This process can be seen in À bruit secret (With Hidden Noise), the readymade produced by Marcel Duchamp in 1916. It consists of a ball of string whose ends are covered by two copper plates, held in place by four bolts. Inside the central cavity there is an object which can be heard, but not seen, which explains the title given to this «assisted» readymade, which involved the participation of collector Walter Arensberg, who placed the enigmatic hidden object inside it. Today Duchamp's readymade, which is owned by several museums, is kept behind glass and its effect is reduced to the visual power of the image and the associations of its title, together with the incomplete text engraved on the copper plates.

The playful, interactive nature of the object is lost when it is immobilised in a glass display case, as is its auditory feature.
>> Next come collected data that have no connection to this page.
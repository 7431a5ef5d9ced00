//! A small HTTP server assembled from functional options.
//!
//! A [`ServerConfig`] starts from fixed defaults (`":8080"`, 5 second read and
//! write timeouts, no handler) and is adjusted by a sequence of
//! [`ServerOption`]s. Later options override earlier ones that touch the same
//! field.
//!
//! # Examples
//!
//! ```no_run
//! use std::time::Duration;
//! use serveopt::{new_server, with_address, with_handler, with_timeouts, bootstrap};
//!
//! # async fn run() -> Result<(), serveopt::ServerError> {
//! let server = new_server([
//!     with_address(":8099"),
//!     with_handler(bootstrap::ping_mux()),
//!     with_timeouts(Duration::from_secs(15), Duration::from_secs(15)),
//! ]);
//! server.listen_and_serve().await
//! # }
//! ```
//!
//! Handlers are `async` functions or closures from [`HttpRequest`] to
//! `Result<HttpResponse, ServerError>`:
//!
//! ```
//! use serveopt::{HttpRequest, HttpResponse, ServeMux, ServerError, StatusCode};
//!
//! async fn hello(req: HttpRequest) -> Result<HttpResponse, ServerError> {
//!     Ok(HttpResponse::new(StatusCode::Ok)
//!         .with_content_type("text/plain")
//!         .with_body_string(format!("hello from {}", req.path)))
//! }
//!
//! let mut mux = ServeMux::new();
//! mux.handle("/hello", hello);
//! ```

pub mod bootstrap;
pub mod parser;
pub mod server;

// Re-export commonly used items for convenience
pub use parser::{Error as ParserError, HttpRequest, HttpVersion, Method, parse_request};
pub use server::{
    new_server, with_address, with_handler, with_max_body_size, with_max_connections,
    with_read_buffer_size, with_read_timeout, with_shared_handler, with_timeouts,
    with_write_timeout, Error as ServerError, Handler, HttpResponse, HttpServer, ServeMux,
    ServerConfig, ServerOption, StatusCode,
};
We would only be able to hear the sound by shaking the object, which is hypothetical in this case. However, given the immovability of the object, another unsettling aspect emerges, which we are going to examine more closely to discuss the role of sound, and which requires us to step back from what is purely visual. We shall take the frozen image of a photograph as our starting point for discussing the auditory component in Duchamp's work. The argument set out below is in line with the way in which Duchamp understood artistic creation in general terms and the work of art as an open mechanism in which the spectator has to «refine» what is found there.1 Outside the conceptual character of Duchamp's work, we are, therefore, interested in those features that release the sound we imagine. It is a sound that is only suggested by the visible characteristics of the work and only takes form in the spectator's mind.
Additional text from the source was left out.